Ichabod's Kin
A place for politics, pop culture, and social issues

THE OLDEST HATRED

          America’s certified moral diseases have returned with a vengeance, and old craziness is resurrected in multiple forms.

          Startled as we are by flagrant racism; violence towards women and children; as well as gays, lesbians, bi- and trans-sexual citizens, should we be? In my earliest career as an aspiring reformer, I was abused of the notion that people need but hear and know the truth, and the national character will be transformed in a trice. Silly me.

         Annual celebrations of M.L. King, Jr.’s life and message but remind us to re-set our expectations of racial equality. Courts continue to be filled with cases of domestic and family abuse, and hardly a day passes without news items of horrific torture and killing of those who are not strictly heterosexual. Racism as we really know it began with the forceful transport of slaves to this hemisphere. And though women have typically been second-class or worse in historical civilizations they have also been queens, priests and sometimes the sole authorities in scattered societies to which of course we pay scant attention in our education.

           That said, I wish to speak of the oldest hatred of all: antisemitism. The ravaging of Tree of Life synagogue in Pittsburg came amid holiday preparations, the latter of which ever trump serious concerns.

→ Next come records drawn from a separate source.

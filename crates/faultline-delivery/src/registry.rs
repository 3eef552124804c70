//! Adapter registry and current-adapter selection.
//!
//! Holds every registered adapter keyed by provider name and tracks which
//! one receives newly captured errors. Registration is cheap and infallible;
//! activation runs the adapter's `initialize` and only a successful
//! activation changes the current selection. Queued items keep their
//! capture-time provider tag, so the engine resolves adapters per item
//! rather than through the current selection.

use std::collections::HashMap;
use std::sync::Arc;

use faultline_core::{Breadcrumb, Provider};
use tokio::sync::Mutex;
use tracing::{debug, warn};

use crate::adapter::{Adapter, AdapterConfig, AdapterContext};
use crate::error::{DeliveryError, Result};

#[derive(Debug)]
struct AdapterEntry {
    adapter: Arc<dyn Adapter>,
    initialized: bool,
}

#[derive(Debug, Default)]
struct RegistryState {
    adapters: HashMap<Provider, AdapterEntry>,
    current: Option<Provider>,
}

/// Registry of provider adapters with a single current selection.
#[derive(Debug, Default)]
pub struct AdapterRegistry {
    state: Mutex<RegistryState>,
}

impl AdapterRegistry {
    /// Creates an empty registry with no current adapter.
    pub fn new() -> Self {
        Self::default()
    }

    /// Registers an adapter under a provider name.
    ///
    /// Re-registering a name replaces the previous adapter and resets its
    /// initialized flag; the replacement stays invisible to the engine until
    /// the next successful activation. If the replaced adapter was current,
    /// the selection is cleared.
    pub async fn register(&self, provider: Provider, adapter: Arc<dyn Adapter>) {
        let mut state = self.state.lock().await;
        let replaced = state
            .adapters
            .insert(provider.clone(), AdapterEntry { adapter, initialized: false })
            .is_some();
        if replaced && state.current.as_ref() == Some(&provider) {
            state.current = None;
        }
        debug!(provider = %provider, replaced, "adapter registered");
    }

    /// Activates a registered adapter, making it current on success.
    ///
    /// Runs the adapter's `initialize` with the given config. On failure the
    /// previous current adapter is left unchanged and the error is surfaced;
    /// initialization is not retried automatically.
    pub async fn activate(&self, provider: &Provider, config: AdapterConfig) -> Result<()> {
        let adapter = {
            let state = self.state.lock().await;
            let entry = state
                .adapters
                .get(provider)
                .ok_or_else(|| DeliveryError::UnknownProvider(provider.clone()))?;
            Arc::clone(&entry.adapter)
        };

        // Initialize outside the lock; adapters may do network work here.
        if let Err(e) = adapter.initialize(config).await {
            warn!(provider = %provider, error = %e, "adapter activation failed");
            return Err(DeliveryError::adapter_init(provider.clone(), e.message));
        }

        let mut state = self.state.lock().await;
        if let Some(entry) = state.adapters.get_mut(provider) {
            entry.initialized = true;
        }
        state.current = Some(provider.clone());
        debug!(provider = %provider, "adapter activated");
        Ok(())
    }

    /// Returns the current provider, if an activation has succeeded.
    pub async fn current_provider(&self) -> Option<Provider> {
        self.state.lock().await.current.clone()
    }

    /// Resolves an initialized adapter for a provider.
    ///
    /// Returns `None` for unknown providers and for adapters that are
    /// registered but not yet activated; the engine leaves such items queued.
    pub async fn resolve(&self, provider: &Provider) -> Option<Arc<dyn Adapter>> {
        let state = self.state.lock().await;
        state
            .adapters
            .get(provider)
            .filter(|entry| entry.initialized)
            .map(|entry| Arc::clone(&entry.adapter))
    }

    /// Provider names with a registered adapter, in no particular order.
    pub async fn registered_providers(&self) -> Vec<Provider> {
        self.state.lock().await.adapters.keys().cloned().collect()
    }

    /// Forwards ambient context to the current adapter, best effort.
    pub async fn forward_context(&self, context: &AdapterContext) {
        let Some((provider, adapter)) = self.current_initialized().await else {
            return;
        };
        if let Err(e) = adapter.set_context(context).await {
            warn!(provider = %provider, error = %e, "adapter rejected context update");
        }
    }

    /// Forwards a breadcrumb to the current adapter, best effort.
    pub async fn forward_breadcrumb(&self, breadcrumb: &Breadcrumb) {
        let Some((provider, adapter)) = self.current_initialized().await else {
            return;
        };
        if let Err(e) = adapter.add_breadcrumb(breadcrumb).await {
            warn!(provider = %provider, error = %e, "adapter rejected breadcrumb");
        }
    }

    async fn current_initialized(&self) -> Option<(Provider, Arc<dyn Adapter>)> {
        let state = self.state.lock().await;
        let provider = state.current.clone()?;
        let entry = state.adapters.get(&provider)?;
        if !entry.initialized {
            return None;
        }
        Some((provider, Arc::clone(&entry.adapter)))
    }
}
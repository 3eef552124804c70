//! Delivery engine behavior over scripted adapters.

use std::time::Duration;

use faultline_delivery::{DeliveryConfig, RetryPolicy};
use faultline_testing::{fixtures, MockAdapter, SendOutcome as Outcome, TestEnv};

fn fast_config() -> DeliveryConfig {
    DeliveryConfig {
        retry: RetryPolicy {
            max_retries: 2,
            base_delay: Duration::from_millis(100),
            max_delay: Duration::from_secs(30),
            jitter_factor: 0.0,
        },
        send_timeout: Duration::from_millis(200),
        ..Default::default()
    }
}

#[tokio::test]
async fn successful_delivery_removes_item() {
    let env = TestEnv::new();
    let adapter = MockAdapter::new();
    env.install_adapter("sentry", adapter.clone()).await.expect("activation should succeed");

    env.storage.queue.enqueue(fixtures::error_with_message("boom"), "sentry".into()).await;

    let engine = env.engine(fast_config());
    engine.drain_once().await;

    assert_eq!(adapter.send_count(), 1);
    assert_eq!(env.storage.queue.stats().await.item_count, 0);

    let metrics = env.storage.metrics.snapshot().await;
    assert_eq!(metrics.successful_errors, 1);
    assert_eq!(metrics.failed_errors, 0);
    assert_eq!(metrics.dropped_errors, 0);
}

#[tokio::test]
async fn transient_failures_then_success() {
    // maxRetries=2, baseDelay=100ms: two transient rejections then success.
    // Expected: retryCount 0 -> 1 -> 2, item removed after the 3rd attempt.
    let env = TestEnv::new();
    let adapter = MockAdapter::new();
    adapter.script([
        Outcome::Transient("down".into()),
        Outcome::Transient("still down".into()),
        Outcome::Success,
    ]);
    env.install_adapter("p", adapter.clone()).await.expect("activation should succeed");

    env.storage.queue.enqueue(fixtures::error_with_message("E1"), "p".into()).await;
    let engine = env.engine(fast_config());

    engine.drain_once().await;
    assert_eq!(adapter.send_count(), 1);
    let items = env.storage.queue.dequeue_batch(None, 10).await;
    assert_eq!(items.len(), 1);
    assert_eq!(items[0].retry_count, 1);

    // Not due yet: backoff is 100ms * 2^1 = 200ms from enqueue.
    engine.drain_once().await;
    assert_eq!(adapter.send_count(), 1);

    env.clock.advance(Duration::from_millis(200));
    engine.drain_once().await;
    assert_eq!(adapter.send_count(), 2);
    let items = env.storage.queue.dequeue_batch(None, 10).await;
    assert_eq!(items[0].retry_count, 2);

    // Third attempt due at enqueue + 400ms.
    env.clock.advance(Duration::from_millis(300));
    engine.drain_once().await;
    assert_eq!(adapter.send_count(), 3);
    assert_eq!(env.storage.queue.stats().await.item_count, 0);

    let metrics = env.storage.metrics.snapshot().await;
    assert_eq!(metrics.successful_errors, 1);
    assert_eq!(metrics.failed_errors, 2);
    assert_eq!(metrics.dropped_errors, 0);

    // Attempt numbers the adapter observed: 1, 2, 3.
    let attempts: Vec<u32> = adapter.sends().iter().map(|(_, c)| c.attempt_number).collect();
    assert_eq!(attempts, vec![1, 2, 3]);
}

#[tokio::test]
async fn rate_limited_item_waits_out_the_backend_window() {
    // The backend's retry-after guidance overrides the backoff schedule:
    // a 1-hour window holds the item long past the 200ms computed backoff.
    let env = TestEnv::new();
    let adapter = MockAdapter::new();
    adapter.script([Outcome::RateLimited(3600), Outcome::Success]);
    env.install_adapter("p", adapter.clone()).await.expect("activation should succeed");

    env.storage.queue.enqueue(fixtures::error_with_message("E1"), "p".into()).await;
    let engine = env.engine(fast_config());

    engine.drain_once().await;
    assert_eq!(adapter.send_count(), 1);
    let items = env.storage.queue.dequeue_batch(None, 10).await;
    assert_eq!(items.len(), 1);
    assert!(items[0].not_before.is_some());

    // Well past the computed backoff, still inside the backend's window.
    env.clock.advance(Duration::from_secs(1));
    engine.drain_once().await;
    assert_eq!(adapter.send_count(), 1);
    assert_eq!(env.storage.queue.stats().await.item_count, 1);

    env.clock.advance(Duration::from_secs(3600));
    engine.drain_once().await;
    assert_eq!(adapter.send_count(), 2);
    assert_eq!(env.storage.queue.stats().await.item_count, 0);

    let metrics = env.storage.metrics.snapshot().await;
    assert_eq!(metrics.successful_errors, 1);
    assert_eq!(metrics.failed_errors, 1);
    assert_eq!(metrics.dropped_errors, 0);
}

#[tokio::test]
async fn exhausted_retries_drop_item() {
    let env = TestEnv::new();
    let adapter = MockAdapter::new();
    adapter.script([
        Outcome::Transient("down".into()),
        Outcome::Transient("down".into()),
        Outcome::Transient("down".into()),
    ]);
    env.install_adapter("p", adapter.clone()).await.expect("activation should succeed");

    env.storage.queue.enqueue(fixtures::error_with_message("E1"), "p".into()).await;
    let mut config = fast_config();
    config.retry.max_retries = 2;
    let engine = env.engine(config);

    for _ in 0..3 {
        engine.drain_once().await;
        env.clock.advance(Duration::from_secs(1));
    }

    assert_eq!(adapter.send_count(), 3);
    assert_eq!(env.storage.queue.stats().await.item_count, 0);

    let metrics = env.storage.metrics.snapshot().await;
    assert_eq!(metrics.successful_errors, 0);
    assert_eq!(metrics.failed_errors, 3);
    assert_eq!(metrics.dropped_errors, 1);
}

#[tokio::test]
async fn permanent_failure_drops_without_retry() {
    let env = TestEnv::new();
    let adapter = MockAdapter::new();
    adapter.script([Outcome::Permanent("bad payload".into())]);
    env.install_adapter("p", adapter.clone()).await.expect("activation should succeed");

    env.storage.queue.enqueue(fixtures::error_with_message("E1"), "p".into()).await;
    let engine = env.engine(fast_config());
    engine.drain_once().await;

    assert_eq!(adapter.send_count(), 1);
    assert_eq!(env.storage.queue.stats().await.item_count, 0);
    assert_eq!(env.storage.metrics.snapshot().await.dropped_errors, 1);

    // No retry is attempted even after the backoff window.
    env.clock.advance(Duration::from_secs(10));
    engine.drain_once().await;
    assert_eq!(adapter.send_count(), 1);
}

#[tokio::test]
async fn failing_provider_does_not_block_others() {
    let env = TestEnv::new();
    let stuck = MockAdapter::new();
    stuck.script([
        Outcome::Transient("down".into()),
        Outcome::Transient("down".into()),
        Outcome::Transient("down".into()),
    ]);
    let healthy = MockAdapter::new();
    env.install_adapter("a", stuck.clone()).await.expect("activation should succeed");
    env.install_adapter("b", healthy.clone()).await.expect("activation should succeed");

    env.storage.queue.enqueue(fixtures::error_with_message("stuck-1"), "a".into()).await;
    env.storage.queue.enqueue(fixtures::error_with_message("ok-1"), "b".into()).await;
    env.storage.queue.enqueue(fixtures::error_with_message("ok-2"), "b".into()).await;

    let engine = env.engine(fast_config());
    engine.drain_once().await;

    // Both of b's items delivered while a's item remains queued for retry.
    assert_eq!(healthy.send_count(), 2);
    let remaining = env.storage.queue.dequeue_batch(None, 10).await;
    assert_eq!(remaining.len(), 1);
    assert_eq!(remaining[0].provider.as_str(), "a");

    let metrics = env.storage.metrics.snapshot().await;
    assert_eq!(metrics.successful_errors, 2);
    assert_eq!(metrics.dropped_errors, 0);
}

#[tokio::test]
async fn unregistered_provider_items_stay_queued() {
    let env = TestEnv::new();
    env.storage.queue.enqueue(fixtures::error_with_message("orphan"), "ghost".into()).await;

    let engine = env.engine(fast_config());
    engine.drain_once().await;

    let items = env.storage.queue.dequeue_batch(None, 10).await;
    assert_eq!(items.len(), 1);
    assert_eq!(items[0].retry_count, 0);
    assert_eq!(env.storage.metrics.snapshot().await.failed_errors, 0);
}

#[tokio::test]
async fn registered_but_unactivated_adapter_is_skipped() {
    let env = TestEnv::new();
    let adapter = MockAdapter::new();
    env.registry.register("p".into(), std::sync::Arc::new(adapter.clone())).await;

    env.storage.queue.enqueue(fixtures::error_with_message("waiting"), "p".into()).await;
    let engine = env.engine(fast_config());
    engine.drain_once().await;

    assert_eq!(adapter.send_count(), 0);
    assert_eq!(env.storage.queue.stats().await.item_count, 1);
}

#[tokio::test]
async fn offline_suppresses_drains() {
    let env = TestEnv::new();
    let adapter = MockAdapter::new();
    env.install_adapter("p", adapter.clone()).await.expect("activation should succeed");
    env.storage.queue.enqueue(fixtures::error_with_message("held"), "p".into()).await;

    env.set_online(false);
    let engine = env.engine(fast_config());
    engine.drain_once().await;
    assert_eq!(adapter.send_count(), 0);
    assert_eq!(env.storage.queue.stats().await.item_count, 1);

    env.set_online(true);
    engine.drain_once().await;
    assert_eq!(adapter.send_count(), 1);
    assert_eq!(env.storage.queue.stats().await.item_count, 0);
}

#[tokio::test(start_paused = true)]
async fn send_timeout_counts_as_transient_failure() {
    let env = TestEnv::new();
    let adapter = MockAdapter::new();
    adapter.script([Outcome::Hang]);
    env.install_adapter("p", adapter.clone()).await.expect("activation should succeed");

    env.storage.queue.enqueue(fixtures::error_with_message("slow"), "p".into()).await;
    let engine = env.engine(fast_config());
    engine.drain_once().await;

    let items = env.storage.queue.dequeue_batch(None, 10).await;
    assert_eq!(items.len(), 1);
    assert_eq!(items[0].retry_count, 1);
    assert_eq!(env.storage.metrics.snapshot().await.failed_errors, 1);
}

#[tokio::test(start_paused = true)]
async fn background_loop_drains_on_trigger() {
    let env = TestEnv::new();
    let adapter = MockAdapter::new();
    env.install_adapter("p", adapter.clone()).await.expect("activation should succeed");
    env.storage.queue.enqueue(fixtures::error_with_message("nudge"), "p".into()).await;

    let mut engine = env.engine(fast_config());
    engine.start();
    engine.trigger_drain();

    for _ in 0..100 {
        if env.storage.queue.stats().await.item_count == 0 {
            break;
        }
        tokio::time::sleep(Duration::from_millis(10)).await;
    }
    assert_eq!(env.storage.queue.stats().await.item_count, 0);
    assert_eq!(adapter.send_count(), 1);

    engine.shutdown().await.expect("shutdown within timeout");
}

#[tokio::test(start_paused = true)]
async fn connectivity_restored_triggers_drain() {
    let env = TestEnv::new();
    let adapter = MockAdapter::new();
    env.install_adapter("p", adapter.clone()).await.expect("activation should succeed");

    env.set_online(false);
    let mut engine = env.engine(DeliveryConfig {
        poll_interval: Duration::from_secs(3600),
        ..fast_config()
    });
    engine.start();

    env.storage.queue.enqueue(fixtures::error_with_message("buffered"), "p".into()).await;
    engine.trigger_drain();
    tokio::time::sleep(Duration::from_millis(50)).await;
    assert_eq!(adapter.send_count(), 0, "offline drains must be suppressed");

    env.set_online(true);
    for _ in 0..100 {
        if env.storage.queue.stats().await.item_count == 0 {
            break;
        }
        tokio::time::sleep(Duration::from_millis(10)).await;
    }
    assert_eq!(adapter.send_count(), 1);

    engine.shutdown().await.expect("shutdown within timeout");
}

           Hatred towards Jews is old enough to have beards longer than all  patriarchs put together. The Jewish problems is not that they are too smart for their own good but admirably too smart to suit the rest of us. Never mind that Jewish immigration from all over the world has enhanced U.S. culture and intellectual heft. That migration, by the way, is never as large as sometimes touted: they are and always have been a fraction of world population. So what’s the problem?

          The big gripe is the misbegotten notion that since the beginning of time they’ve always been around the money. Nay, they began as did all peoples, tillers of soil with this distinction: they were among the best of cultivators, and powerful elites, making mountains out of religious and cultural molehills, found ways to take it for themselves, always with lame excuses that invoked fear and loathing of perceived differences.

          It didn’t help that the ancient land of the Hebrews was necessarily as small as the number of inhabitants, and became a football kicked between superpowers of the times–brutish dogs of war unleashed by Egypt, Babylon, Assyria and the like. Along the way Jews were forced by exclusion to seek other means of gainful endeavor, viz., shopkeepers and artisans, though many, due to their brain power and ability were chosen to serve in the courts of sovereigns—until a new and intolerant reign swooped them out again, using all the lame excuses.

          During their many dispersals, never at peace and loathed by all, they traveled by foot selling wares borne on their backs or as tinkers, or menders of pots, and those who stayed behind were left in communities unsupported by government. Each time, due to discrimination or too much success they were evicted from all livelihoods, till world nations found themselves in financial pickles and discovered that Jews were among the emerging wizards who could bail them out. And once out, said nations gave them the boot once again but not until Jews financed some of the great cathedrals of Europe—a curious irony among Christian leaders who at auspicious time invoked the “Christ-killer” canard on their Jewish economic saviors.

          Why a Baptist boy from the Missouri Ozarks could ever come to care about Jews and Judaism is a tale of growing up during World War II and post-conflict discovery of a “holocaust” of destruction unleashed by the Axis powers. I saw post-war movies that highlighted some of the horror and were jerked from screens for showing Jews too much as victims which, by the way, they were.

          Among my father’s effects after his death decades ago was “A History of the Jews” by Abram Sachar, as much of an objective account as one could possibly expect from a Jewish intellectual, which I absorbed to my everlasting benefit, and which I returned to 20 years ago and then again after the Tree of Life atrocity. I’ve often said that Americans would do well to read a damn book once in a while instead of gulping down misleading, anecdotal jabberings of Fox News and Alex Jones. Sachar’s text is long but readable and more relevant than romance novels and what’s on the latest menu of brain-eaters.

           Life is a journey of learning and happiness is knowledge. I thought that all discriminations would have ended with the past century but they remain and it is daunting to think that the oldest one of all is so far from banished. Perhaps if we solve that, the rest will follow.